DATA LISTING Block Start

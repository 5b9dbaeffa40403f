//! # Jotter Buffer
//!
//! Text storage for the editor: a rope for the content, a caret with an
//! optional selection anchor, and a grouped undo/redo history.
//!
//! All indices handed across this API are *character* indices, never byte
//! offsets, so multi-byte UTF-8 text behaves the same as ASCII.

mod buffer;
mod cursor;
mod history;

pub use buffer::{DEFAULT_HISTORY_LIMIT, TextBuffer};
pub use cursor::{Cursor, Position};
pub use history::{Edit, EditGroup, EditKind, History};

/// Result type for buffer operations
pub type BufferResult<T> = Result<T, BufferError>;

/// Errors that can occur during buffer operations
#[derive(Debug, thiserror::Error)]
pub enum BufferError {
    #[error("Position {line}:{column} is out of bounds")]
    PositionOutOfBounds { line: usize, column: usize },

    #[error("Invalid character index: {0}")]
    InvalidCharIndex(usize),

    #[error("Nothing to undo")]
    NothingToUndo,

    #[error("Nothing to redo")]
    NothingToRedo,
}
#[cfg(test)]
mod tests {
    use super::*;
    use proptest::prelude::*;

    #[test]
    fn test_replace_all_literal() {
        let mut buffer = TextBuffer::from("foofoo");
        assert_eq!(buffer.replace_all("foo", "bar"), 2);
        assert_eq!(buffer.text(), "barbar");
    }

    #[test]
    fn test_replace_all_with_empty_replacement_deletes() {
        let mut buffer = TextBuffer::from("abcabc");
        assert_eq!(buffer.replace_all("b", ""), 2);
        assert_eq!(buffer.text(), "acac");
    }

    #[test]
    fn test_replace_all_is_case_sensitive() {
        let mut buffer = TextBuffer::from("Foo foo");
        buffer.replace_all("foo", "x");
        assert_eq!(buffer.text(), "Foo x");
    }

    #[test]
    fn test_replace_all_non_overlapping() {
        let mut buffer = TextBuffer::from("aaa");
        assert_eq!(buffer.replace_all("aa", "b"), 1);
        assert_eq!(buffer.text(), "ba");
    }

    #[test]
    fn test_replace_all_no_match_keeps_unmodified() {
        let mut buffer = TextBuffer::from("hello");
        assert_eq!(buffer.replace_all("zz", "y"), 0);
        assert!(!buffer.is_modified());
        assert!(!buffer.can_undo());
    }

    #[test]
    fn test_replace_all_undoes_in_one_step() {
        let mut buffer = TextBuffer::from("foofoo");
        buffer.replace_all("foo", "bar");
        buffer.undo().unwrap();
        assert_eq!(buffer.text(), "foofoo");
        assert!(!buffer.can_undo());
        buffer.redo().unwrap();
        assert_eq!(buffer.text(), "barbar");
    }

    #[test]
    fn test_undo_returns_caret() {
        let mut buffer = TextBuffer::new();
        buffer.insert(0, "Hello").unwrap();
        let caret = buffer.undo().unwrap();
        assert_eq!(caret, 0);
        assert_eq!(buffer.text(), "");
        let caret = buffer.redo().unwrap();
        assert_eq!(caret, 5);
    }

    #[test]
    fn test_nothing_to_undo() {
        let mut buffer = TextBuffer::new();
        assert!(matches!(buffer.undo(), Err(BufferError::NothingToUndo)));
        assert!(matches!(buffer.redo(), Err(BufferError::NothingToRedo)));
    }

    #[test]
    fn test_sync_to_records_minimal_edit() {
        let mut buffer = TextBuffer::from("hello world");
        assert!(buffer.sync_to("hello, world"));
        assert_eq!(buffer.text(), "hello, world");

        buffer.undo().unwrap();
        assert_eq!(buffer.text(), "hello world");
        assert!(!buffer.sync_to("hello world"));
    }

    #[test]
    fn test_sync_to_repeated_characters() {
        let mut buffer = TextBuffer::from("aaa");
        buffer.sync_to("aaaa");
        assert_eq!(buffer.text(), "aaaa");
        buffer.sync_to("a");
        assert_eq!(buffer.text(), "a");
    }

    #[test]
    fn test_mark_saved_clears_modified() {
        let mut buffer = TextBuffer::new();
        buffer.insert(0, "x").unwrap();
        assert!(buffer.is_modified());
        buffer.mark_saved();
        assert!(!buffer.is_modified());
        buffer.undo().unwrap();
        assert!(buffer.is_modified());
    }

    #[test]
    fn test_position_round_trip_with_multibyte() {
        let buffer = TextBuffer::from("héllo\nwörld");
        let idx = buffer.position_to_char_idx(Position::new(1, 2)).unwrap();
        assert_eq!(idx, 8);
        assert_eq!(buffer.char_idx_to_position(idx).unwrap(), Position::new(1, 2));
        assert_eq!(buffer.slice(idx - 1..idx).unwrap(), "ö");
    }

    #[test]
    fn test_line_end_column_skips_terminator() {
        let buffer = TextBuffer::from("ab\r\ncd\n");
        assert_eq!(buffer.line_end_column(0).unwrap(), 2);
        assert_eq!(buffer.line_end_column(1).unwrap(), 2);
        assert_eq!(buffer.line_end_column(2).unwrap(), 0);
    }

    #[test]
    fn test_clamp_position() {
        let buffer = TextBuffer::from("ab\nc");
        assert_eq!(buffer.clamp_position(Position::new(9, 9)), Position::new(1, 1));
        assert_eq!(buffer.clamp_position(Position::new(0, 9)), Position::new(0, 2));
    }

    #[test]
    fn test_revision_moves_on_change() {
        let mut buffer = TextBuffer::new();
        let before = buffer.revision();
        buffer.insert(0, "x").unwrap();
        assert!(buffer.revision() > before);
    }

    proptest! {
        #[test]
        fn prop_replace_all_matches_str_replace(
            text in "[abc\n]{0,40}",
            pattern in "[abc]{1,3}",
            replacement in "[xyz]{0,3}",
        ) {
            let mut buffer = TextBuffer::from(text.as_str());
            buffer.replace_all(&pattern, &replacement);
            prop_assert_eq!(buffer.text().into_owned(), text.replace(&pattern, &replacement));
        }

        #[test]
        fn prop_sync_to_reaches_target(
            start in "[ab\n]{0,20}",
            target in "[ab\n]{0,20}",
        ) {
            let mut buffer = TextBuffer::from(start.as_str());
            buffer.sync_to(&target);
            prop_assert_eq!(buffer.text().into_owned(), target);
            if buffer.can_undo() {
                buffer.undo().unwrap();
                prop_assert_eq!(buffer.text().into_owned(), start);
            }
        }
    }
}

DATA LISTING Block End

__WORK ORDER__:
Above are the entries; copy every line among them that contains the word "type".

__SOLVED PROBLEM__:
/// Result type for buffer operations
pub type BufferResult<T> = Result<T, BufferError>;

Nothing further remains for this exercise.